> What the task asks
Gather, from the listing beneath this task, every line holding the string "expr".

> Exercise data
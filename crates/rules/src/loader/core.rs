//! Core [`RuleIndex`] struct: directory-backed, immutable once loaded.

use std::collections::HashMap;
use std::fs;
use std::path::{Path, PathBuf};

use tracing::{debug, info, warn};

use crate::compiler::{compile, Rule};
use crate::schema::RuleDefinition;

use super::error::{LoadResult, LoadStatus, Result, RuleError};

/// Map from trigger name to compiled rule.
///
/// Built once at startup and read-only afterwards; share it freely.
#[derive(Debug, Default)]
pub struct RuleIndex {
    /// Directory the rules were loaded from, if any.
    rules_dir: Option<PathBuf>,
    /// Compiled rules keyed by trigger name.
    rules: HashMap<String, Rule>,
    /// File each trigger was loaded from.
    origins: HashMap<String, PathBuf>,
    /// Per-entry outcome of the last directory scan.
    report: Vec<LoadResult>,
}

impl RuleIndex {
    /// Scan `rules_dir` and compile every rule definition in it.
    ///
    /// Dotfiles, subdirectories and non-YAML files are skipped. A YAML or
    /// compile error in any definition aborts the load.
    pub fn load(rules_dir: impl AsRef<Path>) -> Result<Self> {
        let rules_dir = rules_dir.as_ref();
        if !rules_dir.is_dir() {
            return Err(RuleError::Directory(rules_dir.to_path_buf()));
        }

        let mut paths = fs::read_dir(rules_dir)?
            .map(|entry| entry.map(|e| e.path()))
            .collect::<std::io::Result<Vec<_>>>()?;
        paths.sort();

        let mut index = Self {
            rules_dir: Some(rules_dir.to_path_buf()),
            ..Self::default()
        };

        for path in paths {
            let status = index.load_entry(&path)?;
            index.report.push(LoadResult { path, status });
        }

        info!(
            path = %rules_dir.display(),
            rules = index.rules.len(),
            "rule index loaded"
        );
        Ok(index)
    }

    fn load_entry(&mut self, path: &Path) -> Result<LoadStatus> {
        let file_name = path.file_name().and_then(|n| n.to_str()).unwrap_or_default();

        if file_name.starts_with('.') {
            return Ok(skipped(path, "dotfile"));
        }
        if path.is_dir() {
            return Ok(skipped(path, "subdirectory"));
        }
        let is_yaml = path
            .extension()
            .and_then(|e| e.to_str())
            .map(|e| e == "yaml" || e == "yml")
            .unwrap_or(false);
        if !is_yaml {
            return Ok(skipped(path, "not a YAML file"));
        }

        let rule = Self::load_file(path)?;
        let trigger = rule.trigger().to_string();
        info!(trigger = %trigger, emits = %rule.action().signal, path = %path.display(), "loaded rule");

        match self.insert_from(rule, path.to_path_buf()) {
            Some(previous) => {
                warn!(
                    trigger = %trigger,
                    path = %path.display(),
                    previous = %previous.display(),
                    "duplicate trigger, later file wins"
                );
                Ok(LoadStatus::Replaced { trigger, previous })
            }
            None => Ok(LoadStatus::Loaded { trigger }),
        }
    }

    /// Read and compile a single definition file.
    ///
    /// The trigger name is the file name with its extension stripped.
    pub fn load_file(path: &Path) -> Result<Rule> {
        let trigger = path
            .file_stem()
            .and_then(|s| s.to_str())
            .unwrap_or_default()
            .to_string();

        let contents = fs::read_to_string(path)?;
        let def = RuleDefinition::from_yaml(&contents).map_err(|source| RuleError::Parse {
            path: path.to_path_buf(),
            source,
        })?;

        compile(&trigger, &def).map_err(|source| RuleError::Compile {
            trigger,
            path: path.to_path_buf(),
            source,
        })
    }

    fn insert_from(&mut self, rule: Rule, origin: PathBuf) -> Option<PathBuf> {
        let trigger = rule.trigger().to_string();
        self.rules.insert(trigger.clone(), rule);
        self.origins.insert(trigger, origin)
    }

    /// Add a compiled rule, replacing any rule with the same trigger.
    pub fn insert(&mut self, rule: Rule) -> Option<Rule> {
        let trigger = rule.trigger().to_string();
        self.origins.remove(&trigger);
        self.rules.insert(trigger, rule)
    }

    /// Rule triggered by `trigger`, matched by exact name.
    pub fn find(&self, trigger: &str) -> Option<&Rule> {
        self.rules.get(trigger)
    }

    /// File the rule for `trigger` was loaded from.
    pub fn origin(&self, trigger: &str) -> Option<&Path> {
        self.origins.get(trigger).map(PathBuf::as_path)
    }

    /// Trigger names in sorted order.
    pub fn triggers(&self) -> Vec<&str> {
        let mut names: Vec<&str> = self.rules.keys().map(String::as_str).collect();
        names.sort_unstable();
        names
    }

    pub fn len(&self) -> usize {
        self.rules.len()
    }

    pub fn is_empty(&self) -> bool {
        self.rules.is_empty()
    }

    pub fn rules_dir(&self) -> Option<&Path> {
        self.rules_dir.as_deref()
    }

    /// Outcome for every entry seen by [`RuleIndex::load`].
    pub fn report(&self) -> &[LoadResult] {
        &self.report
    }
}

impl FromIterator<Rule> for RuleIndex {
    fn from_iter<I: IntoIterator<Item = Rule>>(iter: I) -> Self {
        let mut index = Self::default();
        for rule in iter {
            index.insert(rule);
        }
        index
    }
}

fn skipped(path: &Path, reason: &str) -> LoadStatus {
    debug!(path = %path.display(), reason, "skipping rules directory entry");
    LoadStatus::Skipped {
        reason: reason.to_string(),
    }
}
//! Dispatcher driven over the REQ/REP backend on loopback TCP.

use std::path::Path;
use std::sync::Arc;
use std::time::Duration;

use vsm_core::{Event, InitialState, Inbound, Value};
use vsm_dispatcher::Dispatcher;
use vsm_rules::{compile, RuleDefinition, RuleIndex};
use vsm_transport::{SignalFrame, SignalReceiver, ZeromqConfig, ZmqTransport, ACK};
use zeromq::{ReqSocket, Socket, SocketRecv, SocketSend, ZmqMessage};

const SETTLE: Duration = Duration::from_millis(200);

async fn request(req: &mut ReqSocket, body: Vec<u8>) -> Vec<u8> {
    req.send(ZmqMessage::from(body)).await.unwrap();
    let reply = req.recv().await.unwrap();
    reply.get(0).unwrap().to_vec()
}

fn frame(name: &str) -> Vec<u8> {
    SignalFrame::new(name, Value::Absent).to_bytes().unwrap()
}

#[tokio::test]
async fn garbage_request_does_not_stop_the_loop() {
    let config = ZeromqConfig {
        listen: "tcp://127.0.0.1:17200".into(),
        emit: "tcp://127.0.0.1:17201".into(),
        send_timeout_ms: 5000,
    };

    let mut sink = SignalReceiver::bind(&config.emit_endpoint().unwrap())
        .await
        .unwrap();
    let sink_task = tokio::spawn(async move { sink.recv_signal().await.unwrap() });

    let rules = RuleIndex::from_iter([compile(
        "car.moving",
        &RuleDefinition::from_yaml("condition: car.damage == true\nemit:\n  signal: car.backup\n")
            .unwrap(),
    )
    .unwrap()]);
    let state = InitialState::parse("car.damage=true\n", Path::new("state.conf"))
        .unwrap()
        .into_store();

    let transport = ZmqTransport::open(&config).await.unwrap();
    let dispatcher = tokio::spawn(
        Dispatcher::new(transport, Arc::new(rules), state).run(std::future::pending::<()>()),
    );
    tokio::time::sleep(SETTLE).await;

    let mut req = ReqSocket::new();
    req.connect(&config.listen).await.unwrap();
    tokio::time::sleep(SETTLE).await;

    assert_eq!(request(&mut req, vec![0xff, 0x00]).await, ACK.to_vec());
    assert_eq!(request(&mut req, frame("car.moving")).await, ACK.to_vec());

    assert_eq!(
        sink_task.await.unwrap(),
        Inbound::Signal(Event::trigger("car.backup"))
    );

    assert_eq!(request(&mut req, frame("quit")).await, ACK.to_vec());
    let stats = dispatcher.await.unwrap().unwrap();
    assert_eq!(stats.malformed, 1);
    assert_eq!(stats.emitted, 1);
}
//! Rule engine for the vehicle signal manager.
//!
//! This crate provides:
//! - A constrained condition language (lexer, parser, pure interpreter)
//! - YAML rule definitions with serde deserialization
//! - The rule compiler (definition -> immutable [`Rule`])
//! - The rule index, loaded once from a directory and keyed by trigger

pub mod compiler;
pub mod expr;
pub mod loader;
pub mod schema;

pub use compiler::{compile, Action, CompileError, Rule};
pub use expr::{EvalError, Expr, ExprError};
pub use loader::{LoadResult, LoadStatus, RuleError, RuleIndex};
pub use schema::RuleDefinition;
use std::fmt;

/// Per-run counters kept by the dispatcher.
#[derive(Debug, Clone, Copy, Default, PartialEq, Eq)]
pub struct DispatchStats {
    /// Assignment events stored into state.
    pub assignments: u64,
    /// Bare trigger events received.
    pub triggers: u64,
    /// Triggers with no rule.
    pub unmatched: u64,
    /// Actions sent.
    pub emitted: u64,
    /// Triggers whose condition was false.
    pub suppressed: u64,
    /// Triggers whose condition failed to evaluate.
    pub eval_errors: u64,
    /// Empty inputs ignored.
    pub blanks: u64,
    /// Received messages that could not be decoded, skipped.
    pub malformed: u64,
}

impl fmt::Display for DispatchStats {
    fn fmt(&self, f: &mut fmt::Formatter<'_>) -> fmt::Result {
        write!(
            f,
            "assignments={} triggers={} unmatched={} emitted={} suppressed={} eval_errors={} blanks={} malformed={}",
            self.assignments,
            self.triggers,
            self.unmatched,
            self.emitted,
            self.suppressed,
            self.eval_errors,
            self.blanks,
            self.malformed
        )
    }
}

> Answer to the problem
pub mod expr;
pub use expr::{EvalError, Expr, ExprError};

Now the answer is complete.